After done, the server closes the connection.

error

Stream-level error. Stops the stream.

{
"type": "error",
"code": "model_provider_error",
"detail": "Upstream LLM provider returned 503"
}

If you receive an error event, the connection closes. Retry with backoff for transient codes (model_provider_error, provider_down); don't retry for permanent codes (invalid_workspace_id, etc.).

Latency profile

Typical timing of events:

  • 0 to 100 ms. Request validated, retrieval begins.
  • 100 to 250 ms. source events arrive (3 to 5 of them in quick succession).
  • 250 to 350 ms. First token event arrives.
  • 350 ms to 2.5 seconds.

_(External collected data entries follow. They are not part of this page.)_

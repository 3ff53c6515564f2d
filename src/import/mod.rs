// # Import Module
//
// Card-list import with focused, testable components:
//
// - **Parsers**: decklist text, MPC order XML and deck-builder URLs -> `ImportIntent`s
// - **Resolver**: coalesced, chunked and paced provider lookups
// - **ImportOrchestrator**: generation-tracked runs, cancellation, locked commits
// - **TokenPostProcessor**: silent follow-up import of created tokens
//
// Public API:
// - `ImportOrchestrator`: Start, cancel and await import runs
// - `ImportRun`: Handle to one run (generation, cancel, outcome)
// - `ImportProgress`: Lifecycle events for subscribers

pub mod deck_url_parser;
pub mod decklist_parser;
mod handle;
mod progress;
pub mod resolver;
mod service;
pub mod text;
mod token_processor;
pub mod types;
pub mod xml_parser;

// Public API exports
pub use deck_url_parser::{detect_provider, DeckProvider, DeckUrlError, DeckUrlImporter};
pub use decklist_parser::{format_decklist, format_intent, parse_decklist, parse_line};
pub use handle::{
    Generation, ImportError, ImportOutcome, ImportRun, ImportSummary, OnComplete, ProcessOptions,
};
pub use progress::{ImportProgress, ImportProgressHandle};
pub use resolver::{
    ArtSource, CardCatalog, ProviderError, ResolutionReport, ResolvedCard, ResolvedImage,
    Resolver, Unresolved,
};
pub use service::{ImportOrchestrator, ImportState, NO_VALID_CARDS};
pub use text::{decode_text, sniff_input, InputKind};
pub use token_processor::TokenPostProcessor;
pub use types::{
    dedupe_intents, CardOverrides, ImportIntent, IntentError, IntentSource, SetCode,
    SourcePreference,
};
pub use xml_parser::{parse_order_xml, XmlImportError, XmlOrder};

Token stream continues.
  • 2.5 to 4 seconds. done event arrives, connection closes.

First-token latency under 300 ms is the key UX number. The customer sees the bot start typing almost immediately, which feels fast even if the full answer takes 3 seconds.

Request parameters

Same as POST /v1/query. One stream-specific extension:

FieldTypeRequiredDescription
include_sources_in_textbooleanNoIf true, source citation markers like [1], [2] appear inline in the token stream. Default false.

Parsing the stream

Server-Sent Events format:

event: message
data: {"type":"token","text":"Hello"}
event: message
data: {"type":"token","text":" world"}
event: message
data: {"type":"done","confidence":"high",...}

Each event has:

  • An optional event: <name> line (AskVault uses message for all).
  • A data: <json> line with the event payload.
  • A blank line as the terminator.

Standard SSE parsers handle this. If you're writing a parser by hand, split on \n\n to find event boundaries, then on \n to find lines within an event.

Error recovery

For 5xx errors mid-stream:

  1. Close the stream connection.
  2. Wait 2^attempt * 1 seconds (exponential backoff).
  3. Retry the same request, optionally with conversation_id to resume context.
  4. Max 5 attempts.

For client-side errors (network drop, browser tab backgrounded): don't auto-retry; show the user the partial response and a "regenerate" button.

Cancellation

To cancel a stream mid-flight, close the connection on the client. AskVault detects the close and stops generation within 200 ms, freeing the compute budget.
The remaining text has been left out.